What Breast Cancer Taught Me

In case you didn’t notice, it’s October, the month of pink, breast cancer awareness month.  I’m pretty aware of this horrible disease and could go the rest of my life without any more awareness.  It’s something that changed my life completely and is still working through me.  It started with the physical part of me: surgeries, chemo, medicine for the next ten years.  Now, breast cancer is working on my mental state.  Here is what I’ve learned and I’m still learning.

Nothing is certain in life. There is no guarantee that I get tomorrow.  Of course I’ve always known this, we all could go at any moment, but as a young person, I thought I had a few more decades before my body started falling apart and I had to get on a first name basis with my doctor.  My cancer diagnosis showed me that life really is short and there is nothing I can do about it so I better be living my best life, ever.

Get happy. I spent so much time worrying and unhappy.  I worried about things that most of the time never happened, but sometimes they did.  I was unhappy with different parts of my life. I wasn’t where I wanted to be career wise, so now I’m on the right track. I didn’t feel whole emotionally, so now I’m working through my issues.  I realized my attitude mattered and I could sit on a fence avoiding decisions because I was fearful of what might happen or I could make the choice and see what happened next.
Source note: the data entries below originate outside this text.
// SPDX-FileCopyrightText: 2026 Courier Contributors
// SPDX-License-Identifier: MIT OR Apache-2.0

//! Forwarding rule CRUD, checkpoint, and counter updates.

use courier_core::{CourierError, RuleStatus};
use rusqlite::params;

use crate::database::{map_tr_err, now_rfc3339, Database};
use crate::models::{NewRule, RuleRecord};

const COLUMNS: &str = "id, account_phone, source_chat_id, source_chat_name, \
                       destination_chat_ids, keywords, status, last_message_id, \
                       messages_forwarded, created_at, updated_at";

fn row_to_rule(row: &rusqlite::Row<'_>) -> rusqlite::Result<RuleRecord> {
    let destinations: String = row.get(4)?;
    let keywords: Option<String> = row.get(5)?;
    let status: String = row.get(6)?;
    Ok(RuleRecord {
        id: row.get(0)?,
        account_phone: row.get(1)?,
        source_chat_id: row.get(2)?,
        source_chat_name: row.get(3)?,
        destination_chat_ids: super::parse_json(4, &destinations)?,
        keywords: match keywords {
            Some(ref raw) => Some(super::parse_json(5, raw)?),
            None => None,
        },
        status: super::parse_enum(6, &status)?,
        last_message_id: row.get(7)?,
        messages_forwarded: row.get(8)?,
        created_at: row.get(9)?,
        updated_at: row.get(10)?,
    })
}

/// Insert a new rule in status `stopped`; returns its generated id.
pub async fn insert_rule(db: &Database, rule: &NewRule) -> Result<i64, CourierError> {
    let rule = rule.clone();
    let now = now_rfc3339();
    db.connection()
        .call(move |conn| {
            let destinations = serde_json::to_string(&rule.destination_chat_ids)
                .map_err(|e| rusqlite::Error::ToSqlConversionFailure(Box::new(e)))?;
            let keywords = match rule.keywords {
                Some(ref kw) => Some(
                    serde_json::to_string(kw)
                        .map_err(|e| rusqlite::Error::ToSqlConversionFailure(Box::new(e)))?,
                ),
                None => None,
            };
            conn.execute(
                "INSERT INTO forwarding_rules (account_phone, source_chat_id, \
                 source_chat_name, destination_chat_ids, keywords, status, \
                 last_message_id, messages_forwarded, created_at, updated_at)
                 VALUES (?1, ?2, ?3, ?4, ?5, ?6, 0, 0, ?7, ?7)",
                params![
                    rule.account_phone,
                    rule.source_chat_id,
                    rule.source_chat_name,
                    destinations,
                    keywords,
                    RuleStatus::Stopped.to_string(),
                    now,
                ],
            )?;
            Ok(conn.last_insert_rowid())
        })
        .await
        .map_err(map_tr_err)
}

/// Get a rule by id.
pub async fn get_rule(db: &Database, id: i64) -> Result<Option<RuleRecord>, CourierError> {
    db.connection()
        .call(move |conn| {
            let mut stmt =
                conn.prepare(&format!("SELECT {COLUMNS} FROM forwarding_rules WHERE id = ?1"))?;
            let result = stmt.query_row(params![id], row_to_rule);
            match result {
                Ok(rule) => Ok(Some(rule)),
                Err(rusqlite::Error::QueryReturnedNoRows) => Ok(None),
                Err(e) => Err(e.into()),
            }
        })
        .await
        .map_err(map_tr_err)
}

/// List rules, optionally scoped to one account, newest first.
pub async fn list_rules(
    db: &Database,
    account_phone: Option<&str>,
) -> Result<Vec<RuleRecord>, CourierError> {
    let account_phone = account_phone.map(str::to_string);
    db.connection()
        .call(move |conn| {
            let mut rules = Vec::new();
            match &account_phone {
                Some(phone) => {
                    let mut stmt = conn.prepare(&format!(
                        "SELECT {COLUMNS} FROM forwarding_rules \
                         WHERE account_phone = ?1 ORDER BY created_at DESC, id DESC"
                    ))?;
                    let rows = stmt.query_map(params![phone], row_to_rule)?;
                    for row in rows {
                        rules.push(row?);
                    }
                }
                None => {
                    let mut stmt = conn.prepare(&format!(
                        "SELECT {COLUMNS} FROM forwarding_rules \
                         ORDER BY created_at DESC, id DESC"
                    ))?;
                    let rows = stmt.query_map([], row_to_rule)?;
                    for row in rows {
                        rules.push(row?);
                    }
                }
            }
            Ok(rules)
        })
        .await
        .map_err(map_tr_err)
}

/// Update a rule's status.
pub async fn update_status(db: &Database, id: i64, status: RuleStatus) -> Result<(), CourierError> {
    let status = status.to_string();
    db.connection()
        .call(move |conn| {
            conn.execute(
                "UPDATE forwarding_rules SET status = ?1, \
                 updated_at = strftime('%Y-%m-%dT%H:%M:%fZ', 'now') WHERE id = ?2",
                params![status, id],
            )?;
            Ok(())
        })
        .await
        .map_err(map_tr_err)
}

/// Advance the resume checkpoint to the given source message id.
pub async fn update_checkpoint(
    db: &Database,
    id: i64,
    last_message_id: i64,
) -> Result<(), CourierError> {
    db.connection()
        .call(move |conn| {
            conn.execute(
                "UPDATE forwarding_rules SET last_message_id = ?1, \
                 updated_at = strftime('%Y-%m-%dT%H:%M:%fZ', 'now') WHERE id = ?2",
                params![last_message_id, id],
            )?;
            Ok(())
        })
        .await
        .map_err(map_tr_err)
}

/// Add to the persisted forwarded-message counter.
pub async fn add_forwarded(db: &Database, id: i64, count: i64) -> Result<(), CourierError> {
    db.connection()
        .call(move |conn| {
            conn.execute(
                "UPDATE forwarding_rules SET messages_forwarded = messages_forwarded + ?1, \
                 updated_at = strftime('%Y-%m-%dT%H:%M:%fZ', 'now') WHERE id = ?2",
                params![count, id],
            )?;
            Ok(())
        })
        .await
        .map_err(map_tr_err)
}

/// Delete a rule row. Returns whether a row was removed.
pub async fn delete_rule(db: &Database, id: i64) -> Result<bool, CourierError> {
    db.connection()
        .call(move |conn| {
            let n = conn.execute("DELETE FROM forwarding_rules WHERE id = ?1", params![id])?;
            Ok(n > 0)
        })
        .await
        .map_err(map_tr_err)
}

#[cfg(test)]
mod tests {
    use super::*;
    use tempfile::tempdir;

    async fn setup_db() -> (Database, tempfile::TempDir) {
        let dir = tempdir().unwrap();
        let db_path = dir.path().join("test.db");
        let db = Database::open(db_path.to_str().unwrap()).await.unwrap();
        (db, dir)
    }

    fn make_rule(phone: &str) -> NewRule {
        NewRule {
            account_phone: phone.to_string(),
            source_chat_id: -100111,
            source_chat_name: "Announcements".to_string(),
            destination_chat_ids: vec![-100222, -100333],
            keywords: Some(vec!["urgent".to_string()]),
        }
    }

    #[tokio::test]
    async fn insert_assigns_id_and_defaults() {
        let (db, _dir) = setup_db().await;
        let id = insert_rule(&db, &make_rule("+15550000001")).await.unwrap();
        assert!(id > 0);

        let rule = get_rule(&db, id).await.unwrap().unwrap();
        assert_eq!(rule.status, RuleStatus::Stopped);
        assert_eq!(rule.last_message_id, 0);
        assert_eq!(rule.messages_forwarded, 0);
        assert_eq!(rule.destination_chat_ids, vec![-100222, -100333]);
        assert_eq!(rule.keywords.as_deref(), Some(&["urgent".to_string()][..]));

        db.close().await.unwrap();
    }

    #[tokio::test]
    async fn rule_without_keywords_round_trips() {
        let (db, _dir) = setup_db().await;
        let mut new_rule = make_rule("+15550000001");
        new_rule.keywords = None;
        let id = insert_rule(&db, &new_rule).await.unwrap();

        let rule = get_rule(&db, id).await.unwrap().unwrap();
        assert!(rule.keywords.is_none());

        db.close().await.unwrap();
    }

    #[tokio::test]
    async fn get_missing_rule_returns_none() {
        let (db, _dir) = setup_db().await;
        assert!(get_rule(&db, 4242).await.unwrap().is_none());
        db.close().await.unwrap();
    }

    #[tokio::test]
    async fn list_filters_by_account() {
        let (db, _dir) = setup_db().await;
        insert_rule(&db, &make_rule("+15550000001")).await.unwrap();
        insert_rule(&db, &make_rule("+15550000001")).await.unwrap();
        insert_rule(&db, &make_rule("+15550000002")).await.unwrap();

        let all = list_rules(&db, None).await.unwrap();
        assert_eq!(all.len(), 3);

        let scoped = list_rules(&db, Some("+15550000001")).await.unwrap();
        assert_eq!(scoped.len(), 2);
        assert!(scoped.iter().all(|r| r.account_phone == "+15550000001"));

        db.close().await.unwrap();
    }

    #[tokio::test]
    async fn status_checkpoint_and_counter_update() {
        let (db, _dir) = setup_db().await;
        let id = insert_rule(&db, &make_rule("+15550000001")).await.unwrap();

        update_status(&db, id, RuleStatus::Running).await.unwrap();
        update_checkpoint(&db, id, 512).await.unwrap();
        add_forwarded(&db, id, 2).await.unwrap();
        add_forwarded(&db, id, 1).await.unwrap();

        let rule = get_rule(&db, id).await.unwrap().unwrap();
        assert_eq!(rule.status, RuleStatus::Running);
        assert_eq!(rule.last_message_id, 512);
        assert_eq!(rule.messages_forwarded, 3);

        db.close().await.unwrap();
    }

    #[tokio::test]
    async fn delete_removes_row() {
        let (db, _dir) = setup_db().await;
        let id = insert_rule(&db, &make_rule("+15550000001")).await.unwrap();

        assert!(delete_rule(&db, id).await.unwrap());
        assert!(!delete_rule(&db, id).await.unwrap());
        assert!(get_rule(&db, id).await.unwrap().is_none());

        db.close().await.unwrap();
    }
}
// SPDX-FileCopyrightText: 2026 Courier Contributors
// SPDX-License-Identifier: MIT OR Apache-2.0

//! Error type for account pool operations.

use courier_core::{ClientError, CourierError};
use thiserror::Error;

/// Failures of the public pool operations.
///
/// Validation failures are rejected synchronously and never persisted as
/// account state; authentication failures are terminal for the attempt and
/// surfaced to the caller.
#[derive(Debug, Error)]
pub enum PoolError {
    /// The identity does not match the international number pattern.
    #[error("invalid phone number format: {phone}")]
    InvalidPhone { phone: String },

    /// An account with this identity already exists.
    #[error("account {phone} already exists")]
    DuplicateAccount { phone: String },

    /// API credentials (api_id and api_hash) are required.
    #[error("api credentials (api_id and api_hash) are required")]
    MissingCredentials,

    /// The proxy descriptor could not be parsed.
    #[error("invalid proxy configuration: {0}")]
    InvalidProxy(String),

    /// No account with this identity is known to the pool.
    #[error("account {phone} not found")]
    AccountNotFound { phone: String },

    /// `complete_auth` was called without a registration in flight.
    #[error("account {phone} has no pending sign-in")]
    NoPendingSignIn { phone: String },

    /// `complete_auth` needs the verification code at this stage.
    #[error("verification code is required")]
    CodeRequired,

    /// The session behind this identity is already authorized.
    #[error("account {phone} is already authorized as {identity}")]
    AlreadyAuthorized { phone: String, identity: String },

    /// The network has banned this identity. Terminal.
    #[error("account {phone} is banned")]
    Banned { phone: String },

    /// The stored session is no longer authorized; re-register the account.
    #[error("account {phone} is not authorized")]
    NotAuthorized { phone: String },

    /// Transport-level failure while connecting or signing in.
    #[error("connection failed for {phone}: {reason}")]
    ConnectionFailed { phone: String, reason: String },

    /// Server-issued backpressure; retry after the given wait.
    #[error("rate limited, retry in {seconds}s")]
    RateLimited { seconds: u64 },

    /// The submitted verification code was wrong.
    #[error("invalid verification code")]
    InvalidCode,

    /// The verification code is no longer valid.
    #[error("verification code has expired")]
    ExpiredCode,

    /// The submitted two-factor password was wrong.
    #[error("invalid two-factor password")]
    InvalidPassword,

    /// Persistence failure; the operation did not advance in-memory state.
    #[error(transparent)]
    Storage(#[from] CourierError),

    /// Any other protocol-collaborator failure.
    #[error("client error for {phone}: {source}")]
    Client { phone: String, source: ClientError },
}

impl PoolError {
    /// Lift a protocol failure signal into the pool's error vocabulary.
    pub(crate) fn from_client(phone: &str, source: ClientError) -> Self {
        match source {
            ClientError::FloodWait { seconds } => PoolError::RateLimited { seconds },
            ClientError::PhoneInvalid => PoolError::InvalidPhone {
                phone: phone.to_string(),
            },
            ClientError::PhoneBanned => PoolError::Banned {
                phone: phone.to_string(),
            },
            ClientError::CodeInvalid => PoolError::InvalidCode,
            ClientError::CodeExpired => PoolError::ExpiredCode,
            ClientError::PasswordInvalid => PoolError::InvalidPassword,
            ClientError::NotAuthorized => PoolError::NotAuthorized {
                phone: phone.to_string(),
            },
            ClientError::Connection(reason) => PoolError::ConnectionFailed {
                phone: phone.to_string(),
                reason,
            },
            ClientError::Timeout => PoolError::ConnectionFailed {
                phone: phone.to_string(),
                reason: "operation timed out".to_string(),
            },
            other => PoolError::Client {
                phone: phone.to_string(),
                source: other,
            },
        }
    }
}
// SPDX-FileCopyrightText: 2026 Courier Contributors
// SPDX-License-Identifier: MIT OR Apache-2.0

//! The protocol-client boundary.
//!
//! The wire protocol, cryptography, and session serialization of the
//! messaging network live in an external collaborator. This module defines
//! the exact surface the pool and the forwarding engine consume from it:
//! connection management, the phone/code/password sign-in sequence, peer
//! resolution, message forwarding, and new-message subscriptions, plus the
//! typed failure signals those calls can raise.

use std::sync::Arc;

use async_trait::async_trait;
use thiserror::Error;
use tokio::sync::mpsc;

use crate::types::{ApiCredentials, ChatId, ChatInfo, NewMessage, ProxyConfig, SelfInfo};

/// Typed failure signals from the protocol collaborator.
#[derive(Debug, Clone, PartialEq, Eq, Error)]
pub enum ClientError {
    /// Transport-level failure (DNS, TCP, handshake).
    #[error("connection failed: {0}")]
    Connection(String),

    /// The collaborator's bounded timeout elapsed.
    #[error("operation timed out")]
    Timeout,

    /// The network rejected the phone number format.
    #[error("invalid phone number")]
    PhoneInvalid,

    /// The phone number is banned. Terminal for the account.
    #[error("phone number is banned")]
    PhoneBanned,

    /// The submitted verification code was wrong.
    #[error("invalid verification code")]
    CodeInvalid,

    /// The verification code is no longer valid.
    #[error("verification code has expired")]
    CodeExpired,

    /// Sign-in needs the two-factor password to proceed.
    #[error("two-factor password required")]
    PasswordRequired,

    /// The submitted two-factor password was wrong.
    #[error("invalid two-factor password")]
    PasswordInvalid,

    /// The session is not (or no longer) authorized.
    #[error("account is not authorized")]
    NotAuthorized,

    /// Server-issued backpressure with a mandatory wait.
    #[error("flood wait for {seconds}s")]
    FloodWait { seconds: u64 },

    /// The account may not write to this conversation.
    #[error("writing to chat {chat} is forbidden")]
    WriteForbidden { chat: ChatId },

    /// The conversation is private or otherwise inaccessible.
    #[error("chat {chat} is private")]
    ChatPrivate { chat: ChatId },

    /// The conversation id does not resolve to a reachable peer.
    #[error("invalid peer {chat}")]
    PeerInvalid { chat: ChatId },

    /// Any other RPC-level error.
    #[error("rpc error: {0}")]
    Rpc(String),
}

impl ClientError {
    /// Permission/availability failures are isolated to one destination
    /// during fan-out and never escalate to rule-wide failure.
    pub fn is_permission(&self) -> bool {
        matches!(
            self,
            ClientError::WriteForbidden { .. }
                | ClientError::ChatPrivate { .. }
                | ClientError::PeerInvalid { .. }
        )
    }

    /// Stable label used as `error_type` in the error audit log.
    pub fn kind(&self) -> &'static str {
        match self {
            ClientError::Connection(_) => "connection",
            ClientError::Timeout => "timeout",
            ClientError::PhoneInvalid => "phone_invalid",
            ClientError::PhoneBanned => "phone_banned",
            ClientError::CodeInvalid => "code_invalid",
            ClientError::CodeExpired => "code_expired",
            ClientError::PasswordRequired => "password_required",
            ClientError::PasswordInvalid => "password_invalid",
            ClientError::NotAuthorized => "not_authorized",
            ClientError::FloodWait { .. } => "flood_wait",
            ClientError::WriteForbidden { .. } => "permission_error",
            ClientError::ChatPrivate { .. } => "permission_error",
            ClientError::PeerInvalid { .. } => "peer_invalid",
            ClientError::Rpc(_) => "rpc_error",
        }
    }
}

/// A live feed of new messages from one source conversation.
///
/// The handle owns the receiving half of the feed. Dropping it severs the
/// subscription at the source: the client prunes a sender as soon as a
/// delivery fails because the receiver is gone.
pub struct Subscription {
    chat: ChatId,
    receiver: mpsc::Receiver<NewMessage>,
}

impl Subscription {
    pub fn new(chat: ChatId, receiver: mpsc::Receiver<NewMessage>) -> Self {
        Self { chat, receiver }
    }

    /// The conversation this subscription is scoped to.
    pub fn chat(&self) -> ChatId {
        self.chat
    }

    /// Next message event, in transport order. `None` once the client has
    /// dropped the feed (disconnect or client teardown).
    pub async fn recv(&mut self) -> Option<NewMessage> {
        self.receiver.recv().await
    }
}

impl std::fmt::Debug for Subscription {
    fn fmt(&self, f: &mut std::fmt::Formatter<'_>) -> std::fmt::Result {
        f.debug_struct("Subscription").field("chat", &self.chat).finish()
    }
}

/// One live connection to the messaging network, bound to a single account.
///
/// Handles are created and exclusively owned by the account pool; other
/// components borrow `Arc` references and must never disconnect one
/// directly — they signal the pool instead.
#[async_trait]
pub trait ProtocolClient: Send + Sync {
    /// Establish the connection. Idempotent when already connected.
    async fn connect(&self) -> Result<(), ClientError>;

    /// Tear the connection down. Never fails; best effort.
    async fn disconnect(&self);

    /// Whether the transport is currently up.
    fn is_connected(&self) -> bool;

    /// Whether the stored session is authorized.
    async fn is_authorized(&self) -> Result<bool, ClientError>;

    /// Ask the network to send a verification code to the bound phone.
    async fn request_login_code(&self) -> Result<(), ClientError>;

    /// Submit the verification code. Fails with
    /// [`ClientError::PasswordRequired`] when two-factor auth is enabled.
    async fn sign_in_code(&self, code: &str) -> Result<SelfInfo, ClientError>;

    /// Submit the two-factor password after [`ClientError::PasswordRequired`].
    async fn sign_in_password(&self, password: &str) -> Result<SelfInfo, ClientError>;

    /// Identity of the authorized account.
    async fn get_self(&self) -> Result<SelfInfo, ClientError>;

    /// Resolve a conversation id, verifying it is reachable.
    async fn resolve_chat(&self, chat: ChatId) -> Result<ChatInfo, ClientError>;

    /// Most recent messages of a conversation, newest first.
    async fn recent_messages(
        &self,
        chat: ChatId,
        limit: usize,
    ) -> Result<Vec<NewMessage>, ClientError>;

    /// Forward one message to a destination; returns the destination
    /// message id.
    async fn forward_message(
        &self,
        destination: ChatId,
        source: ChatId,
        message_id: i64,
    ) -> Result<i64, ClientError>;

    /// Subscribe to new messages in one source conversation.
    async fn subscribe(&self, chat: ChatId) -> Result<Subscription, ClientError>;
}

/// Factory for protocol clients, addressing one opaque session artifact
/// per phone number.
#[async_trait]
pub trait ProtocolConnector: Send + Sync {
    /// Create (or reopen) the client for an account. Does not connect.
    async fn create(
        &self,
        phone: &str,
        credentials: &ApiCredentials,
        proxy: Option<&ProxyConfig>,
    ) -> Result<Arc<dyn ProtocolClient>, ClientError>;

    /// Delete the local session artifact for an account.
    async fn remove_session(&self, phone: &str) -> Result<(), ClientError>;
}
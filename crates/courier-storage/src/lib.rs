// SPDX-FileCopyrightText: 2026 Courier Contributors
// SPDX-License-Identifier: MIT OR Apache-2.0

//! SQLite persistence layer for the Courier forwarding daemon.
//!
//! A single [`Database`] handle serializes all writes through one
//! background thread; typed query modules cover the accounts table, the
//! forwarding rules table, and the two append-only audit logs.

pub mod database;
pub mod migrations;
pub mod models;
pub mod queries;

pub use database::Database;
pub use models::{
    AccountRecord, ErrorRecord, ForwardRecord, ForwardStats, NewForward, NewRule, RuleRecord,
};
// SPDX-FileCopyrightText: 2026 Courier Contributors
// SPDX-License-Identifier: MIT OR Apache-2.0

//! Test utilities for Courier integration tests.
//!
//! Provides deterministic in-memory implementations of the protocol-client
//! boundary with scriptable outcomes and captured calls.

pub mod mock_client;

pub use mock_client::{ForwardCall, MockClient, MockConnector};
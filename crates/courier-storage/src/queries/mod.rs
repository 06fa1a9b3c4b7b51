// SPDX-FileCopyrightText: 2026 Courier Contributors
// SPDX-License-Identifier: MIT OR Apache-2.0

//! Typed query modules, one per table family.

pub mod accounts;
pub mod audit;
pub mod rules;

/// Parse a stored enum string, surfacing failures as column conversion errors.
pub(crate) fn parse_enum<T>(idx: usize, s: &str) -> rusqlite::Result<T>
where
    T: std::str::FromStr,
    T::Err: std::error::Error + Send + Sync + 'static,
{
    s.parse().map_err(|e| {
        rusqlite::Error::FromSqlConversionFailure(idx, rusqlite::types::Type::Text, Box::new(e))
    })
}

/// Decode a stored JSON column, surfacing failures as column conversion errors.
pub(crate) fn parse_json<T>(idx: usize, s: &str) -> rusqlite::Result<T>
where
    T: serde::de::DeserializeOwned,
{
    serde_json::from_str(s).map_err(|e| {
        rusqlite::Error::FromSqlConversionFailure(idx, rusqlite::types::Type::Text, Box::new(e))
    })
}
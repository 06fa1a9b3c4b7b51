// SPDX-FileCopyrightText: 2026 Courier Contributors
// SPDX-License-Identifier: MIT OR Apache-2.0

//! Error types shared across the Courier workspace.

use thiserror::Error;

/// The primary error type for storage and configuration plumbing.
///
/// Operation-level failures (registration, activation, fan-out) have their
/// own enums in `courier-pool` and `courier-forward`; those wrap this type
/// for anything that bubbles up from the store.
#[derive(Debug, Error)]
pub enum CourierError {
    /// Configuration errors (invalid TOML, missing required fields, type mismatches).
    #[error("configuration error: {0}")]
    Config(String),

    /// Storage backend errors (database connection, query failure, serialization).
    #[error("storage error: {source}")]
    Storage {
        source: Box<dyn std::error::Error + Send + Sync>,
    },

    /// Internal or unexpected errors.
    #[error("internal error: {0}")]
    Internal(String),
}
I try to do one thing every single day that makes me happy.

Just say no. I learned to say no to things and people because that was my right. It is possible to say yes too much.  It’s ok to be the mom who brings paper plates to the school lunch because I don’t want to cook.  I can say no to someone because they aren’t really the kind of person I want to be friends with, anyway. It’s OK to say no to boring people and things. Sometimes, I just want to stay home and watch Girls because I have a few hours to myself.

I can’t fix, please, or control everything and everyone. I spent years trying to be in control of everything and everyone around me.  I ran my home beautifully. The bills were paid, house was clean, kids were mostly orderly. I was in control…but not really. Cancer took that idea of control from me.  I couldn’t control my own body, how my relatives and friends reacted; I could barely control how I reacted to the news.  I couldn’t fix the people around me who weren’t acting the way i thought they should. Losing control was the best thing ever for me. I realize now that I need to focus on what I can change and let the rest of life just “be.”

I’m important. I spent a lot of time focusing on my kids and other people.  I rarely spent time on me. Now, I realize that I’m important and I need to take care of me. It’s OK to buy that shirt or those shoes. I can go out and have fun with my friends, while leaving the kids behind. I love my boys more than anything and I have learned that if I’m taking care of me, I’m taking care of them.

Some things aren’t worth it. Don’t stay mad, don’t stay bitter, don’t feel guilty. I may have screwed up a lot of things in the past, but they are in the past. I have had people wrong me and hurt my feelings, but it’s just not worth staying mad. The past is the past and while I can remember what happened and learn from it, I refuse to stay angry or bitter or feel guilty. Learn from the mistakes, make better choices in the future, and don’t stay angry.

Live, live, live. Don’t wait until next year to start working on that project. Don’t wait until the kids are grown to start traveling. Don’t wait until you are more settled to go back to school. I was always putting things off and there were always too many reasons I couldn’t do something. I’ve learned there is never a right time. If you want to be something or do something just do it, just be it, today. I’m still in the process of reevaluating my life and making sure that I’m headed in the right direction.

Breast cancer took a lot from me, but it also taught me a lot. I may not have nipples, but I’m pretty excited that I’m finally brave enough to start living.